[Exercise objective] Where a line holds the word "categories", copy that line from the data below.

[Task inputs]

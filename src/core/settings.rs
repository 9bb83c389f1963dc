//! Admin-configurable settings: categories, suggested prompts, and pricing plans.
//!
//! Defaults are embedded from `config/default-settings.json` (validated by build.rs);
//! an imported copy in the store replaces them.

use std::collections::HashSet;
use std::fs;
use std::path::Path;
use std::sync::OnceLock;

use serde::{Deserialize, Serialize};

/// Plan id every new account starts on.
pub const FREE_PLAN_ID: &str = "free";

#[derive(Debug, Clone, PartialEq, Eq, Serialize, Deserialize)]
pub struct Category {
    pub id: String,
    pub name: String,
    #[serde(default)]
    pub description: String,
}

/// Suggested prompt shown for a category.
#[derive(Debug, Clone, PartialEq, Eq, Serialize, Deserialize)]
pub struct PromptTemplate {
    pub category: String,
    pub text: String,
}

#[derive(Debug, Clone, PartialEq, Eq, Serialize, Deserialize)]
pub struct PricingPlan {
    pub id: String,
    pub name: String,
    /// Display price, as configured (currency is not interpreted).
    #[serde(default)]
    pub price: String,
    pub message_limit: u32,
}

#[derive(Debug, Clone, PartialEq, Eq, Serialize, Deserialize)]
pub struct Settings {
    pub categories: Vec<Category>,
    #[serde(default)]
    pub prompts: Vec<PromptTemplate>,
    pub plans: Vec<PricingPlan>,
}

/// Error loading or validating settings.
#[derive(Debug, thiserror::Error)]
pub enum SettingsError {
    #[error("Failed to read settings file: {0}")]
    Io(#[from] std::io::Error),
    #[error("Invalid JSON: {0}")]
    Json(#[from] serde_json::Error),
    #[error("Validation error: {0}")]
    Validation(String),
}

static DEFAULT_SETTINGS: OnceLock<Settings> = OnceLock::new();

fn load_default_settings() -> Settings {
    let json = include_str!("../../config/default-settings.json");
    serde_json::from_str(json).expect("default-settings.json must be valid")
}

impl Default for Settings {
    fn default() -> Self {
        DEFAULT_SETTINGS.get_or_init(load_default_settings).clone()
    }
}

impl Settings {
    /// Read and validate a settings file (admin import).
    pub fn from_file(path: &Path) -> Result<Self, SettingsError> {
        let content = fs::read_to_string(path)?;
        let settings: Settings = serde_json::from_str(&content)?;
        settings.validate()?;
        Ok(settings)
    }

    pub fn validate(&self) -> Result<(), SettingsError> {
        if self.categories.is_empty() {
            return Err(SettingsError::Validation(
                "at least one category is required".to_string(),
            ));
        }
        let mut seen = HashSet::new();
        for c in &self.categories {
            if c.id.trim().is_empty() || c.name.trim().is_empty() {
                return Err(SettingsError::Validation(
                    "category id and name cannot be empty".to_string(),
                ));
            }
            if !seen.insert(c.id.to_lowercase()) {
                return Err(SettingsError::Validation(format!(
                    "duplicate category id: {}",
                    c.id
                )));
            }
        }
        if let Some(p) = self.prompts.iter().find(|p| self.category(&p.category).is_none()) {
            return Err(SettingsError::Validation(format!(
                "prompt refers to unknown category: {}",
                p.category
            )));
        }
        let mut plan_ids = HashSet::new();
        for plan in &self.plans {
            if plan.message_limit == 0 {
                return Err(SettingsError::Validation(format!(
                    "plan {} must allow at least one message",
                    plan.id
                )));
            }
            if !plan_ids.insert(plan.id.as_str()) {
                return Err(SettingsError::Validation(format!(
                    "duplicate plan id: {}",
                    plan.id
                )));
            }
        }
        if !plan_ids.contains(FREE_PLAN_ID) {
            return Err(SettingsError::Validation(format!(
                "a \"{}\" plan is required",
                FREE_PLAN_ID
            )));
        }
        Ok(())
    }

    /// Look up a category by id (case-insensitive).
    pub fn category(&self, id: &str) -> Option<&Category> {
        self.categories
            .iter()
            .find(|c| c.id.eq_ignore_ascii_case(id))
    }

    pub fn plan(&self, id: &str) -> Option<&PricingPlan> {
        self.plans.iter().find(|p| p.id.eq_ignore_ascii_case(id))
    }

    /// Message limit for a plan id, falling back to the free plan.
    pub fn limit_for(&self, plan_id: &str) -> u32 {
        self.plan(plan_id)
            .or_else(|| self.plan(FREE_PLAN_ID))
            .map(|p| p.message_limit)
            .unwrap_or(0)
    }

    /// Plans with a higher limit than `current_limit`, cheapest first.
    pub fn upgrades_from(&self, current_limit: u32) -> Vec<&PricingPlan> {
        let mut plans: Vec<&PricingPlan> = self
            .plans
            .iter()
            .filter(|p| p.message_limit > current_limit)
            .collect();
        plans.sort_by_key(|p| p.message_limit);
        plans
    }

    pub fn prompts_for<'a>(&'a self, category: &'a str) -> impl Iterator<Item = &'a PromptTemplate> {
        self.prompts
            .iter()
            .filter(move |p| p.category.eq_ignore_ascii_case(category))
    }
}
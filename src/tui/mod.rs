//! TUI (Text User Interface) for chatting with the relay, managing the account and history.

mod app;
mod constants;
mod draw;
mod handlers;
mod shortcuts;
mod text;

use crossterm::event::{self, Event};
use crossterm::execute;
use std::io;
use std::sync::Arc;
use std::time::Duration;

use tokio::runtime::Runtime;

use crate::core::config::Config;
use crate::core::relay::RelayClient;
use crate::core::state::Session;
use crate::core::store::FileStore;

use app::App;
use draw::draw;
use handlers::{HandleResult, Pending};

/// Guard that restores terminal state on drop (including on panic).
struct TerminalGuard;

impl TerminalGuard {
    fn new() -> Self {
        Self
    }
}

impl Drop for TerminalGuard {
    fn drop(&mut self) {
        use crossterm::terminal::{LeaveAlternateScreen, disable_raw_mode};
        let _ = execute!(
            std::io::stdout(),
            crossterm::event::PopKeyboardEnhancementFlags
        );
        let _ = disable_raw_mode();
        let _ = execute!(std::io::stdout(), crossterm::event::DisableMouseCapture);
        let _ = execute!(std::io::stdout(), LeaveAlternateScreen);
    }
}

/// Wait briefly for the key that follows Esc (terminals send Option+key as Esc, key).
fn drain_escape_sequence(app: &mut App) -> io::Result<Option<event::KeyEvent>> {
    let step_ms = 25u64;
    let mut elapsed = 0u64;
    while elapsed < constants::ESC_SEQUENCE_DRAIN_MS {
        if event::poll(Duration::from_millis(step_ms))? {
            match event::read()? {
                Event::Key(next) => return Ok(Some(next)),
                Event::Mouse(m) => {
                    let _ = handlers::handle_mouse(m, app);
                    return Ok(None);
                }
                _ => {}
            }
        }
        elapsed += step_ms;
    }
    Ok(None)
}

/// Run the TUI loop. Relay calls run on a dedicated Tokio runtime off the UI thread.
pub fn run(config: Config) -> io::Result<()> {
    use crossterm::terminal::{Clear, ClearType, EnterAlternateScreen, enable_raw_mode};
    use ratatui::Terminal;
    use ratatui::backend::CrosstermBackend;

    // Open state and client before touching the terminal so errors print normally.
    let store = FileStore::open_default().map_err(io::Error::other)?;
    let session = Session::open(store).map_err(io::Error::other)?;
    let client = RelayClient::new(&config).map_err(io::Error::other)?;

    let _guard = TerminalGuard::new();

    enable_raw_mode()?;
    let mut stdout = io::stdout();
    execute!(stdout, EnterAlternateScreen)?;
    execute!(stdout, Clear(ClearType::All))?;
    let backend = CrosstermBackend::new(stdout);
    let mut terminal = Terminal::new(backend)?;

    let rt = Arc::new(
        Runtime::new().map_err(|e| io::Error::other(format!("Failed to create runtime: {}", e)))?,
    );

    let mut app = App::new(session, config.show_timestamps);
    let mut pending = Pending::default();

    execute!(io::stdout(), crossterm::event::EnableMouseCapture)?;

    // Kitty keyboard protocol: Alt+key as single event with modifier (Ghostty, WezTerm, kitty, etc.)
    let _ = execute!(
        io::stdout(),
        crossterm::event::PushKeyboardEnhancementFlags(
            crossterm::event::KeyboardEnhancementFlags::DISAMBIGUATE_ESCAPE_CODES
                | crossterm::event::KeyboardEnhancementFlags::REPORT_ALTERNATE_KEYS
        )
    );

    log::info!("TUI started");

    loop {
        handlers::poll_background(&mut app, &mut pending);

        terminal.draw(|f| draw(f, &mut app, f.area()))?;

        if !event::poll(Duration::from_millis(constants::EVENT_POLL_TIMEOUT_MS))? {
            continue;
        }
        match event::read()? {
            Event::Mouse(mouse) => {
                let _ = handlers::handle_mouse(mouse, &mut app);
            }
            Event::Key(key) => {
                let key_to_handle = if handlers::would_esc_start_meta_sequence(&key, &app, &pending)
                {
                    match drain_escape_sequence(&mut app)? {
                        Some(next) => {
                            app.escape_pending = true;
                            next
                        }
                        None => key,
                    }
                } else {
                    key
                };
                let result = handlers::handle_key(
                    key_to_handle,
                    handlers::HandleKeyContext {
                        app: &mut app,
                        config: &config,
                        client: &client,
                        pending: &mut pending,
                        rt: &rt,
                    },
                );
                if result == HandleResult::Break {
                    pending.cancel_all();
                    break;
                }
            }
            _ => {}
        }
    }

    log::info!("TUI exited");
    terminal.show_cursor()?;
    Ok(())
}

[Result of the task]
//! Admin-configurable settings: categories, suggested prompts, and pricing plans.
    pub categories: Vec<Category>,
        if self.categories.is_empty() {
        for c in &self.categories {
        self.categories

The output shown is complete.